* WORK TO COMPLETE
Every line below that holds the word "Json" must be listed.

---------------

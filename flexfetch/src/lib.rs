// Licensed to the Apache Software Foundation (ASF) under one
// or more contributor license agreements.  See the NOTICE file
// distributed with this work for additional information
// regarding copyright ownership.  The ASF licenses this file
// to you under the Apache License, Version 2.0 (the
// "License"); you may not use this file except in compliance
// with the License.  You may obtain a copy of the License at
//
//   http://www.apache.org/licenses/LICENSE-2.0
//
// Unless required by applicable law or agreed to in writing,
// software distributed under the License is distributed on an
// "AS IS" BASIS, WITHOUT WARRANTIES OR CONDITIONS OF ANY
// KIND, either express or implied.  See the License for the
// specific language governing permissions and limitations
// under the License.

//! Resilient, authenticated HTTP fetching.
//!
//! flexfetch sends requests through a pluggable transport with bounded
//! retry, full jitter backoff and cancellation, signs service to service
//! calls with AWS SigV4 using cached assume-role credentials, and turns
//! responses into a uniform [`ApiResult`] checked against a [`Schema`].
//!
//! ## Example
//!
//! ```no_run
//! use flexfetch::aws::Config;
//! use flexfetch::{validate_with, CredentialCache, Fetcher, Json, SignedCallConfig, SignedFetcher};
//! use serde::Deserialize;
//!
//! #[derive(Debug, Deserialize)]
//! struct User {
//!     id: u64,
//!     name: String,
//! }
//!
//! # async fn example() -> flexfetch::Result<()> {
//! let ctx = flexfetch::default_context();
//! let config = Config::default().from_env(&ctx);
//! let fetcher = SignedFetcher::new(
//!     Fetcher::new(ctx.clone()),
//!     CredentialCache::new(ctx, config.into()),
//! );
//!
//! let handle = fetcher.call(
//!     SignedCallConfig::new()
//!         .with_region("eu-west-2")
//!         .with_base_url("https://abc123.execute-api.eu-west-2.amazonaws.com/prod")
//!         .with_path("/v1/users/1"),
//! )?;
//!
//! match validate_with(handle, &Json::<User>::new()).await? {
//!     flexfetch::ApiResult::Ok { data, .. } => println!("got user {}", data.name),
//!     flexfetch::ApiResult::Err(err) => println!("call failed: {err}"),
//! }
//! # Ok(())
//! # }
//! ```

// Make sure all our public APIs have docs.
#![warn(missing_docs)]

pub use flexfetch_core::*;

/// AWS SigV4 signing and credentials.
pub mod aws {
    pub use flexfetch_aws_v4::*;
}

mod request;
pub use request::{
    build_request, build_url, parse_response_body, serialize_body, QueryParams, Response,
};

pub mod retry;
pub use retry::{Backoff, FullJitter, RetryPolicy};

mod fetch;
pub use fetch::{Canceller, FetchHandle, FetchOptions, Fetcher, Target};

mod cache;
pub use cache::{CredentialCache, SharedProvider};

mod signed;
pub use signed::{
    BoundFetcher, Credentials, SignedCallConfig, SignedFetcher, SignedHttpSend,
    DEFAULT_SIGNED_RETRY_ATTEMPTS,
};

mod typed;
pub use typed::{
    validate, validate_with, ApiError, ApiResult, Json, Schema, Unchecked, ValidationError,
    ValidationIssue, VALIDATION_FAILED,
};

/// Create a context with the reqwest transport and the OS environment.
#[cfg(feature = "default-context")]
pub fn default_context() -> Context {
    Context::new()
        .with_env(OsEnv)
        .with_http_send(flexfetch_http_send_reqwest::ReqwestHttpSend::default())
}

---------------

* OUTPUT OF THE EXERCISE
//! use flexfetch::{validate_with, CredentialCache, Fetcher, Json, SignedCallConfig, SignedFetcher};
//! match validate_with(handle, &Json::<User>::new()).await? {
    validate, validate_with, ApiError, ApiResult, Json, Schema, Unchecked, ValidationError,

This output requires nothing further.